Two threads this morning with the publication of two key polls – one from ICM on national voting intention and a YouGov survey of Labour and TU members ahead of the deputy leadership election.

After a period of solid good media coverage for Labour and two weeks of public infighting amongst the Tories over the grammar school row the ICM poll in the Sunday Telegraph this morning shows a huge boost for the Tory leadership.

These are the figures with changes on the last ICM survey published eleven days ago CON 37% (+3): LAB 32% (nc): LD 21% (nc)

This is a great turnaround for the Tories who must have been worried that Labour with its leadership changes was starting to develop some traction coming at the same time as the highly publicised schools row. For Labour this poll is very bad news – surely at a time like this the party ought to have been making progress?

    The worrying feature for the Tories is the way that the Sunday Telegraph chooses to report it. Rather than focus on the significant change in the voting intention figures the paper chooses to splash the most negative answer to a Brown – Cameron comparison – that the Tory leader is seen as being weaker.

Clearly the paper has an agenda. These non-voting intention responses include the views of many who told ICM that they had no or little intention of voting in a general election. So the paper’s front page headline “Cameron weaker than Brown say voters” is not accurate. It ought to have said “….voters and non-voters but we do not know in what proportions”.

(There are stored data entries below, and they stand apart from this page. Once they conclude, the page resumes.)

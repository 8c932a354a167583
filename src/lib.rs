//! Offline geospatial-to-mesh compiler
//!
//! Turns vector map data (road linestrips, area polygons, label quads)
//! into renderable, spatially partitioned triangle geometry for a
//! real-time map renderer. The pipeline:
//!
//! 1. Polygons are triangulated by ear clipping ([`tessellation`]).
//! 2. Road linestrips are grouped into an intersection topology,
//!    de-duplicated, contracted where shorter than the road width, and
//!    extruded into textured ribbons with miter joins; junctions and
//!    dead ends are resolved into watertight geometry.
//! 3. The compiled layer is split into culling-friendly coordinate
//!    buckets with 16-bit local indices and recursively subdivided index
//!    sets ([`bucketing`]).
//! 4. Layers travel in a little-endian binary format with per-section
//!    checkpoints ([`binary`]).
//!
//! The [`layer`] module ties the steps together behind a list of
//! [`layer::LayerOperation`]s per layer. Importers (OGR/OSM and friends)
//! and the texture atlas/sign pipeline live outside this crate; it
//! consumes and produces [`geometry::MapLayer`] values.

pub mod binary;
pub mod bucketing;
pub mod debug;
pub mod geometry;
pub mod layer;
pub mod tessellation;

pub use bucketing::bucketize_layer;
pub use debug::{DebugLines, DebugSegment};
pub use layer::{compile_layer, CompileStats, LayerOperation};
pub use tessellation::{RibbonParams, RibbonStats};
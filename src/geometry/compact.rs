//! 16-bit bucket-local indices
//!
//! Bucket vertex subsets must be addressable with 16-bit indices so the
//! renderer can upload them as `u16` index buffers. The constructor is
//! checked: a bucket that was mis-sized upstream fails fast instead of
//! silently truncating indices.

use anyhow::{bail, Result};
use serde::{Deserialize, Serialize};

/// A bucket-local vertex index guaranteed to fit in 16 bits.
#[derive(Debug, Clone, Copy, PartialEq, Eq, PartialOrd, Ord, Serialize, Deserialize)]
pub struct CompactIndex(u16);

impl CompactIndex {
    /// Largest representable index.
    pub const MAX: usize = u16::MAX as usize;

    pub fn new(index: usize) -> Result<Self> {
        if index > Self::MAX {
            bail!("index {} exceeds the 16-bit bucket index limit", index);
        }
        Ok(CompactIndex(index as u16))
    }

    pub fn index(self) -> usize {
        self.0 as usize
    }

    pub fn raw(self) -> u16 {
        self.0
    }
}

/// A triangle over bucket-local compact indices.
#[derive(Debug, Clone, Copy, PartialEq, Eq, Serialize, Deserialize)]
pub struct CompactTriangle {
    pub a: CompactIndex,
    pub b: CompactIndex,
    pub c: CompactIndex,
}

impl CompactTriangle {
    pub fn new(a: usize, b: usize, c: usize) -> Result<Self> {
        Ok(CompactTriangle {
            a: CompactIndex::new(a)?,
            b: CompactIndex::new(b)?,
            c: CompactIndex::new(c)?,
        })
    }
}

#[cfg(test)]
mod tests {
    use super::*;

    #[test]
    fn test_compact_index_bounds() {
        assert!(CompactIndex::new(0).is_ok());
        assert!(CompactIndex::new(CompactIndex::MAX).is_ok());
        assert!(CompactIndex::new(CompactIndex::MAX + 1).is_err());
    }

    #[test]
    fn test_compact_triangle_checks_all_corners() {
        assert!(CompactTriangle::new(0, 1, 2).is_ok());
        assert!(CompactTriangle::new(0, 70_000, 2).is_err());
    }
}
//! Immutable game configuration consumed by the generator, scorer and coordinator

use crate::error::ConfigError;
use clap::ValueEnum;
use std::fmt;
use std::time::Duration;

pub const MIN_DIGITS: u8 = 2;
pub const MAX_DIGITS: u8 = 8;

/// Smallest width for which a hard secret can exist.
pub const MIN_HARD_DIGITS: u8 = 3;

pub const DEFAULT_TURN_TIMEOUT: Duration = Duration::from_secs(30);
pub const DEFAULT_DRAIN_WINDOW: Duration = Duration::from_millis(50);
pub const DEFAULT_SETTLE_DELAY: Duration = Duration::from_secs(3);

#[derive(Debug, Clone, Copy, PartialEq, Eq, Hash, ValueEnum)]
pub enum Difficulty {
    Easy,
    Medium,
    Hard,
}

impl Difficulty {
    pub fn as_str(&self) -> &'static str {
        match self {
            Self::Easy => "easy",
            Self::Medium => "medium",
            Self::Hard => "hard",
        }
    }
}

impl fmt::Display for Difficulty {
    fn fmt(&self, f: &mut fmt::Formatter<'_>) -> fmt::Result {
        f.write_str(self.as_str())
    }
}

/// Checks the width/difficulty pair on its own, before any secret is drawn.
pub fn check_code_shape(digit_width: u8, difficulty: Difficulty) -> Result<(), ConfigError> {
    if !(MIN_DIGITS..=MAX_DIGITS).contains(&digit_width) {
        return Err(ConfigError::DigitWidthOutOfRange {
            found: digit_width,
            min: MIN_DIGITS,
            max: MAX_DIGITS,
        });
    }
    if difficulty == Difficulty::Hard && digit_width < MIN_HARD_DIGITS {
        return Err(ConfigError::HardNeedsThreeDigits(digit_width));
    }
    Ok(())
}

/// Validated settings for one coordinator run
///
/// Built once through [`GameConfig::new`] and passed by reference afterwards,
/// so no two sessions ever share mutable width or range state.
#[derive(Debug, Clone, PartialEq, Eq)]
pub struct GameConfig {
    digit_width: u8,
    difficulty: Difficulty,
    player_count: usize,
    turn_timeout: Duration,
    drain_window: Duration,
    settle_delay: Duration,
}

impl GameConfig {
    pub fn new(
        digit_width: u8,
        difficulty: Difficulty,
        player_count: usize,
        turn_timeout: Duration,
    ) -> Result<Self, ConfigError> {
        check_code_shape(digit_width, difficulty)?;
        if player_count == 0 {
            return Err(ConfigError::NoPlayers);
        }

        Ok(Self {
            digit_width,
            difficulty,
            player_count,
            turn_timeout,
            drain_window: DEFAULT_DRAIN_WINDOW,
            settle_delay: DEFAULT_SETTLE_DELAY,
        })
    }

    pub fn with_drain_window(mut self, drain_window: Duration) -> Self {
        self.drain_window = drain_window;
        self
    }

    pub fn with_settle_delay(mut self, settle_delay: Duration) -> Self {
        self.settle_delay = settle_delay;
        self
    }

    pub fn digit_width(&self) -> u8 {
        self.digit_width
    }

    pub fn difficulty(&self) -> Difficulty {
        self.difficulty
    }

    pub fn player_count(&self) -> usize {
        self.player_count
    }

    pub fn turn_timeout(&self) -> Duration {
        self.turn_timeout
    }

    /// Deadline for a normal turn read. A lone player is never timed out.
    pub fn turn_deadline(&self) -> Option<Duration> {
        (self.player_count > 1).then_some(self.turn_timeout)
    }

    pub fn drain_window(&self) -> Duration {
        self.drain_window
    }

    pub fn settle_delay(&self) -> Duration {
        self.settle_delay
    }
}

The Lib Dems will take a lot of heart from the fact that their ICM share is holding up.

The voting intention changes reinforce that theory which I have put here many times that the Tories do well in the polls when they and its leader are making the headlines – good or bad. Also I think that traditional Tories over-state the popularity of a policy of increasing grammar schools and the number of secondary moderns – the latter being something they never seem to put an emphasis on.

It will be interesting to compare this poll with the June Populus survey for the Times which is due out on Tuesday.